SARONNO – Ieri lunedì 13 novembre le associazioni Fiab Saronno Ciclocittà e Ambiente Saronno Onlus, d’accordo con le altre 10 associazioni firmatarie della lettera aperta al sindaco Alessandro Fagioli, hanno protocollato altre 162 firme di cittadini saronnesi, 405 già presentate il 2 novembre, ovvero quasi seicento firme cartacee.

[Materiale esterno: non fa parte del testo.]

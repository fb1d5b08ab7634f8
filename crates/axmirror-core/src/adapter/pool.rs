use std::num::NonZeroUsize;
use std::sync::Arc;

use tokio::sync::Semaphore;
use tracing::error;

use super::errors::AdapterError;

/// Bounded pool for blocking service calls.
///
/// At most `size` jobs run at once; further jobs wait for a permit before
/// they are handed to tokio's blocking threads.
#[derive(Clone)]
pub struct WorkerPool {
    permits: Arc<Semaphore>,
    size: usize,
}

impl WorkerPool {
    pub fn new(size: NonZeroUsize) -> Self {
        Self {
            permits: Arc::new(Semaphore::new(size.get())),
            size: size.get(),
        }
    }

    pub fn size(&self) -> usize {
        self.size
    }

    /// Run a blocking job on the pool and wait for its result.
    ///
    /// The permit travels with the job, so a caller that stops waiting (for
    /// example after a timeout) keeps the slot occupied until the job returns.
    pub async fn run<F, R>(&self, job: F) -> Result<R, AdapterError>
    where
        F: FnOnce() -> R + Send + 'static,
        R: Send + 'static,
    {
        let permit = self
            .permits
            .clone()
            .acquire_owned()
            .await
            .map_err(|_| AdapterError::AdapterFailure {
                cause: "worker pool closed".to_string(),
            })?;

        tokio::task::spawn_blocking(move || {
            let _permit = permit;
            job()
        })
        .await
        .map_err(|e| {
            error!(event = "core.pool.job_failed", error = %e);
            AdapterError::AdapterFailure {
                cause: format!("worker job failed: {e}"),
            }
        })
    }
}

“Queste richieste – spiegano da Fiab – testimoniano una volta di più l’interesse che il riutilizzo sostenibile della ferrovia dismessa Saronno-Seregno suscita in primis nei cittadini dei quartieri situati lungo la tratta ferroviaria dismessa, e in tutta Saronno:
i cittadini vogliono essere messi a conoscenza e soprattutto potersi confrontare su di un progetto di grande rilevanza per Saronno e il saronnese, e che coinvolge le sorti della “nostra” amata ex ferrovia cittadina. Mentre riteniamo che un’amministrazione attenta all’opinione della cittadinanza, ai di là degli aspetti formali, non possa bollare come “irricevibile” la richiesta di dialogo espresso da queste firme, senza considerare le 2000 raccolte tramite il sondaggio on-line, ci auguriamo vivamente che tale attenzione venga finalmente posta ai contenuti che emergeranno nell’incontro dibattito di giovedì 16 novembre alle 21 aula magna Aldo Moro, e che in occasione del consiglio comunale aperto di prossima convocazione, l’Amministrazione sarà attenta alle richieste, considerazioni ed idee che emergeranno dalla cittadinanza.

14112017

8 COMMENTI

  1. Ex ferrovia amata da chi? Non certamente dai residenti limitrofi che hanno sopportato da anni il traffico di lunghi treni merci che con le loro vibrazioni facevano tremare le case ed in alcuni casi anche lesionate ed ora si trovano un pezzo di ferrovia in stato di abbandono. W la sopraintendenza che sicuramente darà il via all’abbattimento dei ponticelli che qualcuno gli ha paragonati all’arco di Tito e di Costantino.
    Parlate per Voi. E’ la solita storia, si parla e si fa casino solo quando l’argomento non ti tocca personalmente.

  2. no, ma pensate che davvero porterei mio figlio su un tratto di ciclovia sulla cime di una collina alta 4 metri… così se imbocca per sbaglio la discesa, saluti…

    • Che scenario catastrofico. Chiaramente il tutto verrebbe fatto per essere fruibile e sicuro.
      Vedo molto meno sicuro il fatto di dover attraversare più volte la sede stradale, cosa molto pericolosa. Al di là del “tifo” da stadio che si può leggere in questi commenti, ci sono considerazioni positive anche nel mantenere i ponticelli e ricreare un percorso ciclopedonale sicuro e rialzato, anche con striscia verde.
      Non capisco tutta questa ossessione di sbancare, anzi forse sì.